SVT Opinion: LCHF Challenges Our Health Care’s Poor Dietary Guidelines (original article in Swedish)
I'm assuming what you have posted above is a (Goggle?) translation of the article as published?
Many thanks!
But what is the most important is the result of LCHF lacking any ill effects what so ever when done right. That's pretty hard evidence against the "studies" for example about how the statistically true raised overall cholesterol level in populace in Finland *must* be a result of grown amount of LCHF dieters. (ergo, LCHF is causing heart decease and should be banned!!)
Food industry will try to smother this to death, or they'll put out some "options", like fast food restaurants sell salads without any thought on making their food generally healthier. Healthy food is damn hard to turn processed low-cost staple without the end result ending up looking like Atkins candy bars. But what is great that even when official guidelines only change so much, they are the first stepping stone. Without that, the change would never come.
Such eating is bad for business and economy, though. No need to snack and to eat often, no use for cheap ingredients like grains and sugar, to which it is super easy to add value. I remember watching an episode of a chief Ramsey show, where he explained to the owner of an Italian restaurant how to generate more income - first thing - to drop a lamb from the menu (expensive ingredient), introduce hand-made tortellini (ingredients cost very little, easy to make, very impressive).
It sorts under healt department and have to evaluate whats best sciens and practise in healt care system!
Soo.. SBU papers are nearly law for healt care!
There's no real difference between a meal of tortellini and a meal of chocolate cake; to someone's blood sugar.
Sidenote: the chocolate cake has the potential of being healthier than the pasta. Replace the wheat flour with almond meal, add the eggs, use real butter and ripe bananas for sweetness (or maybe pure Stevia). You can make a tasty cake without too many carbs, just using real ingredients. Conventional pasta on the other hand simply doesn't work without the wheat.
My solution is to prevent any particular minor paradigm from dictating which other minor paradigm can co-exist, by allowing all minor paradigms to co-exist, and allowing any one paradigm to compete with the current dominating paradigm.
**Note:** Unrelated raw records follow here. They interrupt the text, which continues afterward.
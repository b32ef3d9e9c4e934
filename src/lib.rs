//! Client-side behaviour layer for a single-page portfolio site.
//!
//! This crate is compiled to WebAssembly and runs in the browser. Every
//! controller is a small state machine that reacts to one kind of DOM event
//! (click, scroll, keydown, load, intersection) and reports what the page
//! should look like next. The [`dom`] module (behind the `hydrate` feature)
//! wires those state machines to the real document and projects their state
//! onto the class names and inline styles the stylesheet expects.
//!
//! ## Module layout
//!
//! | Module | Role |
//! |--------|------|
//! | [`nav`] | Mobile menu, smooth link scrolling, active-link tracking |
//! | [`theme`] | Light/dark theme selection and persistence |
//! | [`scroll`] | Back-to-top visibility and hero parallax |
//! | [`contact`] | Contact form validation and `mailto:` composition |
//! | [`counter`] | Stat counter parsing and fixed-step animation |
//! | [`reveal`] | One-shot fade-in tracking and hero entrance stagger |
//! | [`toast`] | Single-slot notification lifecycle |
//! | [`keyboard`] | Escape / arrow-key section navigation |
//! | [`ready`] | Document lifecycle from `readyState` |
//! | [`layout`] | Section geometry and the probe-point lookup |
//! | [`frame`] | Per-controller "one update per frame" gate |
//! | [`storage`] | Preference store abstraction |
//! | [`config`] | Tunable thresholds, timings and literals |
//! | [`consts`] | Element ids and class names shared with the stylesheet |
//! | [`error`] | Crate-level error type |

pub mod config;
pub mod consts;
pub mod contact;
pub mod counter;
pub mod error;
pub mod frame;
pub mod keyboard;
pub mod layout;
pub mod nav;
pub mod ready;
pub mod reveal;
pub mod scroll;
pub mod storage;
pub mod theme;
pub mod toast;

#[cfg(feature = "hydrate")]
pub mod dom;

/// WASM entry point. Installs console logging, then wires every controller
/// once the document has been parsed.
#[cfg(feature = "hydrate")]
#[wasm_bindgen::prelude::wasm_bindgen(start)]
pub fn start() {
    console_error_panic_hook::set_once();
    if let Err(e) = console_log::init_with_level(log::Level::Info) {
        web_sys::console::warn_1(&e.to_string().into());
    }
    dom::boot();
}
//! Scroll effects: back-to-top visibility and hero-shape parallax.

#[cfg(test)]
#[path = "scroll_test.rs"]
mod scroll_test;

use crate::config::SiteConfig;
use crate::frame::FrameGate;

/// Visibility of the scroll-to-top control.
#[derive(Debug, Clone, Copy, Default, PartialEq, Eq)]
pub enum BackToTop {
    #[default]
    Hidden,
    Visible,
}

impl BackToTop {
    /// Visible iff `scroll_y > threshold`.
    #[must_use]
    pub fn for_scroll(scroll_y: f64, threshold: f64) -> Self {
        if scroll_y > threshold { Self::Visible } else { Self::Hidden }
    }

    #[must_use]
    pub fn is_visible(self) -> bool {
        self == Self::Visible
    }
}

/// Parallax speed of the shape at `index`.
#[must_use]
pub fn parallax_speed(index: usize, base: f64, step: f64) -> f64 {
    #[allow(clippy::cast_precision_loss)]
    let index = index as f64;
    base + index * step
}

/// Vertical offset of the shape at `index`: shapes drift up, deeper ones faster.
#[must_use]
pub fn parallax_offset(scroll_y: f64, index: usize, base: f64, step: f64) -> f64 {
    let offset = -(scroll_y * parallax_speed(index, base, step));
    // Keep `-0` out of the rendered transform.
    if offset == 0.0 { 0.0 } else { offset }
}

/// CSS `transform` value for a vertical offset in pixels.
#[must_use]
pub fn translate_y(offset: f64) -> String {
    format!("translateY({offset}px)")
}

/// What one frame of scroll effects should render.
#[derive(Debug, Clone, PartialEq)]
pub struct ScrollFrame {
    pub back_to_top: BackToTop,
    /// One offset per hero shape, in document order.
    pub shape_offsets: Vec<f64>,
}

#[derive(Debug, Clone)]
pub struct ScrollEffects {
    gate: FrameGate,
    threshold: f64,
    base_speed: f64,
    speed_step: f64,
}

impl ScrollEffects {
    #[must_use]
    pub fn new(config: &SiteConfig) -> Self {
        Self {
            gate: FrameGate::new(),
            threshold: config.back_to_top_px,
            base_speed: config.parallax_base_speed,
            speed_step: config.parallax_speed_step,
        }
    }

    /// A raw scroll event arrived. Returns `true` when a frame should be scheduled.
    pub fn on_scroll(&mut self) -> bool {
        self.gate.request()
    }

    /// Frame callback for `shape_count` hero shapes.
    pub fn recompute(&mut self, scroll_y: f64, shape_count: usize) -> ScrollFrame {
        let frame = ScrollFrame {
            back_to_top: BackToTop::for_scroll(scroll_y, self.threshold),
            shape_offsets: (0..shape_count)
                .map(|i| parallax_offset(scroll_y, i, self.base_speed, self.speed_step))
                .collect(),
        };
        self.gate.finish();
        frame
    }
}
//! Back-to-top control and hero parallax.

use std::cell::RefCell;
use std::rc::Rc;

use web_sys::Document;

use super::{by_id, listen, next_frame, query_all, scroll_y, set_class, set_style, smooth_scroll_to, window};
use crate::config::SiteConfig;
use crate::consts::{CLASS_VISIBLE, ID_SCROLL_TO_TOP, SEL_HERO_SHAPES};
use crate::error::SiteError;
use crate::scroll::{ScrollEffects, translate_y};

pub fn init(document: &Document, config: &SiteConfig) -> Result<(), SiteError> {
    let button = by_id(document, ID_SCROLL_TO_TOP)?;
    let effects = Rc::new(RefCell::new(ScrollEffects::new(config)));

    let shapes_document = document.clone();
    let control = button.clone();
    listen(&window()?.into(), "scroll", move |_| {
        if !effects.borrow_mut().on_scroll() {
            return;
        }
        let effects = Rc::clone(&effects);
        let document = shapes_document.clone();
        let control = control.clone();
        next_frame(move || {
            let shapes = query_all(&document, SEL_HERO_SHAPES);
            let frame = effects.borrow_mut().recompute(scroll_y(), shapes.len());
            set_class(&control, CLASS_VISIBLE, frame.back_to_top.is_visible());
            for (shape, offset) in shapes.iter().zip(frame.shape_offsets) {
                set_style(shape, "transform", &translate_y(offset));
            }
        });
    })?;

    listen(&button, "click", |event| {
        event.prevent_default();
        smooth_scroll_to(0.0);
    })
}
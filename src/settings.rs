//! Per-request search settings.
//!
//! A `SearchSettings` is built from the request payload, validated once,
//! and never shared across requests. Serde shapes match the wire format
//! exactly; runtime-only data (author post counts) never crosses the wire.

use chrono::NaiveDateTime;
use serde::{Deserialize, Serialize};

use crate::errors::SearchError;

pub const TOP_K_MIN: usize = 1;
pub const TOP_K_MAX: usize = 100;
pub const DEFAULT_TOP_K: usize = 10;

/// Author allow/deny plus post-count thresholds.
///
/// `includes` and `excludes` are mutually exclusive; when a payload carries
/// both, `includes` wins. The thresholds compose with either.
#[derive(Debug, Clone, Default, PartialEq, Serialize, Deserialize)]
pub struct UserFilter {
    #[serde(default, skip_serializing_if = "Option::is_none")]
    pub includes: Option<Vec<String>>,

    #[serde(default, skip_serializing_if = "Option::is_none")]
    pub excludes: Option<Vec<String>>,

    #[serde(default, skip_serializing_if = "Option::is_none")]
    pub min_posts: Option<u64>,

    #[serde(default, skip_serializing_if = "Option::is_none")]
    pub max_posts: Option<u64>,
}

impl UserFilter {
    pub fn allows(&self, author: &str, post_count: u64) -> bool {
        if let Some(includes) = &self.includes {
            if !includes.iter().any(|u| u == author) {
                return false;
            }
        } else if let Some(excludes) = &self.excludes {
            if excludes.iter().any(|u| u == author) {
                return false;
            }
        }

        if let Some(min) = self.min_posts {
            if post_count < min {
                return false;
            }
        }
        if let Some(max) = self.max_posts {
            if post_count > max {
                return false;
            }
        }

        true
    }
}

/// Inclusive timestamp bounds. Bounds are plain strings on the wire; they
/// are resolved once per search call.
#[derive(Debug, Clone, Default, PartialEq, Serialize, Deserialize)]
pub struct DateFilter {
    #[serde(default, skip_serializing_if = "Option::is_none")]
    pub from: Option<String>,

    #[serde(default, skip_serializing_if = "Option::is_none")]
    pub to: Option<String>,
}

impl DateFilter {
    /// Parse the bounds. A malformed bound string is dropped (fail-open)
    /// rather than failing the request; that keeps a typo from turning a
    /// search into an error, at the cost of a wider result set.
    pub fn resolve(&self) -> DateBounds {
        let parse_bound = |bound: &Option<String>, which: &str| {
            bound.as_deref().and_then(|raw| {
                let parsed = parse_timestamp(raw);
                if parsed.is_none() {
                    log::warn!("ignoring malformed date bound {which}={raw:?}");
                }
                parsed
            })
        };

        DateBounds {
            from: parse_bound(&self.from, "from"),
            to: parse_bound(&self.to, "to"),
        }
    }
}

/// Resolved, ready-to-compare bounds
#[derive(Debug, Clone, Copy, Default)]
pub struct DateBounds {
    pub from: Option<NaiveDateTime>,
    pub to: Option<NaiveDateTime>,
}

impl DateBounds {
    /// An unparseable record timestamp passes (fail-open, matching the
    /// bound handling above).
    pub fn allows(&self, timestamp: &str) -> bool {
        if self.from.is_none() && self.to.is_none() {
            return true;
        }

        let Some(ts) = parse_timestamp(timestamp) else {
            return true;
        };

        if let Some(from) = self.from {
            if ts < from {
                return false;
            }
        }
        if let Some(to) = self.to {
            if ts > to {
                return false;
            }
        }
        true
    }
}

/// Accepts `YYYY-MM-DD HH:MM:SS` or a bare `YYYY-MM-DD` (midnight)
pub fn parse_timestamp(raw: &str) -> Option<NaiveDateTime> {
    let raw = raw.trim();
    if let Ok(dt) = NaiveDateTime::parse_from_str(raw, "%Y-%m-%d %H:%M:%S") {
        return Some(dt);
    }
    chrono::NaiveDate::parse_from_str(raw, "%Y-%m-%d")
        .ok()
        .and_then(|d| d.and_hms_opt(0, 0, 0))
}

#[derive(Debug, Clone, PartialEq, Serialize, Deserialize)]
pub struct SearchSettings {
    #[serde(default)]
    pub user_filter: UserFilter,

    #[serde(default)]
    pub date_filter: DateFilter,

    #[serde(default = "default_top_k")]
    pub top_k: usize,
}

fn default_top_k() -> usize {
    DEFAULT_TOP_K
}

impl Default for SearchSettings {
    fn default() -> Self {
        Self {
            user_filter: UserFilter::default(),
            date_filter: DateFilter::default(),
            top_k: DEFAULT_TOP_K,
        }
    }
}

impl SearchSettings {
    /// Out-of-range top_k is a hard error, never a silent clamp.
    pub fn validate(&self) -> Result<(), SearchError> {
        if !(TOP_K_MIN..=TOP_K_MAX).contains(&self.top_k) {
            return Err(SearchError::Validation(format!(
                "top_k must be between {TOP_K_MIN} and {TOP_K_MAX}, got {}",
                self.top_k
            )));
        }
        Ok(())
    }
}
//! Vector spaces and similarity scoring.
//!
//! The archive carries up to three embedding spaces per post — raw
//! content, tagging reasoning, and summary — each persisted as one
//! binary file produced by the offline vectorization pipeline.
//!
//! - `storage`: binary file I/O for the per-space vector files
//! - `space`: a loaded space plus the lazy-loading registry
//! - `scorer`: combines per-space cosine scores into one ranking score
//! - `embeddings`: fastembed wrapper behind the `Embedder` trait

pub mod embeddings;
mod scorer;
mod space;
pub mod storage;

pub use embeddings::{Embedder, FastEmbedder};
pub use scorer::HybridScorer;
pub use space::SpaceRegistry;

use serde::{Deserialize, Serialize};

/// The semantic facets an archive can carry vectors for.
#[derive(Debug, Clone, Copy, PartialEq, Eq, Hash)]
pub enum SpaceKind {
    Content,
    Reasoning,
    Summary,
}

impl SpaceKind {
    pub const ALL: [SpaceKind; 3] = [SpaceKind::Content, SpaceKind::Reasoning, SpaceKind::Summary];

    pub fn as_str(&self) -> &'static str {
        match self {
            SpaceKind::Content => "content",
            SpaceKind::Reasoning => "reasoning",
            SpaceKind::Summary => "summary",
        }
    }

    /// File name of the space inside the vectors directory
    pub fn file_name(&self) -> String {
        format!("{}.bin", self.as_str())
    }
}

impl std::fmt::Display for SpaceKind {
    fn fmt(&self, f: &mut std::fmt::Formatter<'_>) -> std::fmt::Result {
        f.write_str(self.as_str())
    }
}

impl std::str::FromStr for SpaceKind {
    type Err = String;

    fn from_str(s: &str) -> Result<Self, Self::Err> {
        match s {
            "content" => Ok(SpaceKind::Content),
            "reasoning" => Ok(SpaceKind::Reasoning),
            "summary" => Ok(SpaceKind::Summary),
            other => Err(format!("unknown source '{other}'")),
        }
    }
}

/// Ranking-score strategy. Single-space modes score against one space;
/// the combined modes fold the per-space scores of every space a record
/// appears in.
#[derive(Debug, Clone, Copy, PartialEq, Eq, Serialize, Deserialize)]
#[serde(rename_all = "lowercase")]
pub enum Mode {
    Content,
    Reasoning,
    Summary,
    Average,
    Maximum,
    Minimum,
}

impl Default for Mode {
    fn default() -> Self {
        Mode::Content
    }
}

impl Mode {
    pub fn as_str(&self) -> &'static str {
        match self {
            Mode::Content => "content",
            Mode::Reasoning => "reasoning",
            Mode::Summary => "summary",
            Mode::Average => "average",
            Mode::Maximum => "maximum",
            Mode::Minimum => "minimum",
        }
    }

    /// The single space this mode reads, if it is a single-space mode
    pub fn single_space(&self) -> Option<SpaceKind> {
        match self {
            Mode::Content => Some(SpaceKind::Content),
            Mode::Reasoning => Some(SpaceKind::Reasoning),
            Mode::Summary => Some(SpaceKind::Summary),
            _ => None,
        }
    }

    pub fn is_hybrid(&self) -> bool {
        self.single_space().is_none()
    }
}

impl std::fmt::Display for Mode {
    fn fmt(&self, f: &mut std::fmt::Formatter<'_>) -> std::fmt::Result {
        f.write_str(self.as_str())
    }
}

impl std::str::FromStr for Mode {
    type Err = String;

    fn from_str(s: &str) -> Result<Self, Self::Err> {
        match s {
            "content" => Ok(Mode::Content),
            "reasoning" => Ok(Mode::Reasoning),
            "summary" => Ok(Mode::Summary),
            "average" => Ok(Mode::Average),
            "maximum" => Ok(Mode::Maximum),
            "minimum" => Ok(Mode::Minimum),
            other => Err(format!("unknown mode '{other}'")),
        }
    }
}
Instead of a dictatorship, we get a democracy where whichever paradigm is best will become the dominating paradigm through merit alone. Though even at this point, the dominating paradigm is not allowed to dictate which other paradigm is allowed to co-exist, even if the dominating paradigm is the best and most obviously correct one.
I explain it in better detail in my blog post. http://wannagitmyball.blogspot.ca/2013/09/paradigm-vii-medical-paradi...
One of the nagging things that work against successfully promoting LCHF diets is that so many thousands of people have gone on an Atkins-type low carb diet, then fallen back into their old habits.
In fact, I used the Atkins diet for many years, lost lots of weight, then rapidly gained it back. Moreover, I never met a single person who lost weight on Atkins and kept it off (I have read of some, but it's very rare).
Atkins is a great pioneer, but here's the problem with his diet:
If you cut down on carbs, but keep eating grains and sugars -- especially wheat -- ("just a little"), it's like trying to stop a cocaine addiction by having "just a little" cocaine a day, or stopping cigarettes by only smoking a few a day.
Statistically, you WILL fail, because the addiction short-circuits your brain after awhile, and you make excuses, and fall back into full-blown addictive eating.
The solution: you simply must stop eating grains and sugars (especially wheat - read "Wheat Belly" for why). Then the addictions go away, and you can enjoy your LCHF foods to you heart's content.
This made all the difference for me. Wheat and sugar now are like "rat poison" in my thinking. Atkins hadn't caught on to that key, reasoning, "As long as you stay under so-many grams of carbs, you're okay".
True for temporary weight loss, disastrous for a long-term lifestyle.